Scottish field hockey player

Daniel Coultas (born 22 August 1989) is a Scottish former field hockey player who represented the Scotland men's national field hockey team at the 2014 Commonwealth Games, in addition to playing for Great Britain.

== Biography ==
Coultas was educated at Driffield Junior School and Driffield School and studied at Durham University and the University of Edinburgh.

While at university he played for Durham University Hockey Club in the Men's England Hockey League and won a bronze medal with Scotland at the 2011 Men's EuroHockey Championship II in Vinnytsia, Ukraine.

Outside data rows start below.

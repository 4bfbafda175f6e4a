use crate::application::dto::GraphRequest;
use crate::shared::error::GraphError;
use crate::shared::Result;
use url::Url;

/// Page URL parameter holding the repository/package identifier
pub const QUERY_PARAM: &str = "query";

/// Page URL parameter whose presence disables pruning
pub const SKIP_PRUNE_PARAM: &str = "skip_prune";

/// QueryResolver - derives a [`GraphRequest`] from a graph page URL
///
/// `query` is taken as-is (no validation; a missing parameter yields an
/// empty query). Any occurrence of `skip_prune`, whatever its value,
/// switches pruning off.
pub struct QueryResolver;

impl QueryResolver {
    pub fn from_page_url(page_url: &str) -> Result<GraphRequest> {
        let url = Url::parse(page_url).map_err(|e| GraphError::InvalidPageUrl {
            url: page_url.to_string(),
            reason: e.to_string(),
        })?;

        Ok(Self::from_url(&url))
    }

    pub fn from_url(url: &Url) -> GraphRequest {
        let mut query = None;
        let mut skip_prune = false;

        for (key, value) in url.query_pairs() {
            if key == QUERY_PARAM && query.is_none() {
                query = Some(value.into_owned());
            } else if key == SKIP_PRUNE_PARAM {
                skip_prune = true;
            }
        }

        GraphRequest::new(query.unwrap_or_default(), !skip_prune)
    }
}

He then played for Cannock Hockey Club and Holcombe Hockey Club respectively. While at Holcombe in 2014, he received his first GB cap, was selected as a member of Team Scotland that competed in the men's tournament at the 2014 Commonwealth Games in Glasgow and won another bronze medal at the 2015 Men's EuroHockey Championship II in Prague.

Shortly after the Prague bronze, he started a master's degree at Edinburgh, and subsequently played for Edinburgh University Hockey Club in the Scottish Hockey Premiership before moving on to Grange Hockey Club after finishing his degree. In July 2020, he joined Watsonian Hockey Club as a player/coach and in 2021 he helped Scotland win the silver medal at the 2021 Men's EuroHockey Championship II in Gniezno, Poland.

As of 2025, he was a physical education teacher at George Watson's College and was a coach with HPC Hockey.